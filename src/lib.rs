//! Standard Serial I/O bridge, programmer and ID code recovery for M16C MCUs.

pub mod adapter;
pub mod bridge;
pub mod constants;
pub mod device;
pub mod error;
pub mod flashing;
pub mod serialio;
pub mod simulator;
pub mod transport;

pub use self::adapter::Adapter;
pub use self::bridge::Bridge;
pub use self::device::Chip;
pub use self::error::Error;
pub use self::flashing::Flashing;
pub use self::serialio::{SerialIo, UnlockStatus};
pub use self::transport::Transport;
========
*WHAT IS REQUIRED*. The response must consist solely of the lines from the top of the records through the line holding "pub mod transport;", copied word for word.

*ANSWER BELOW*.
filename src/lib.rs
//! Standard Serial I/O bridge, programmer and ID code recovery for M16C MCUs.

pub mod adapter;
pub mod bridge;
pub mod constants;
pub mod device;
pub mod error;
pub mod flashing;
pub mod serialio;
pub mod simulator;
pub mod transport;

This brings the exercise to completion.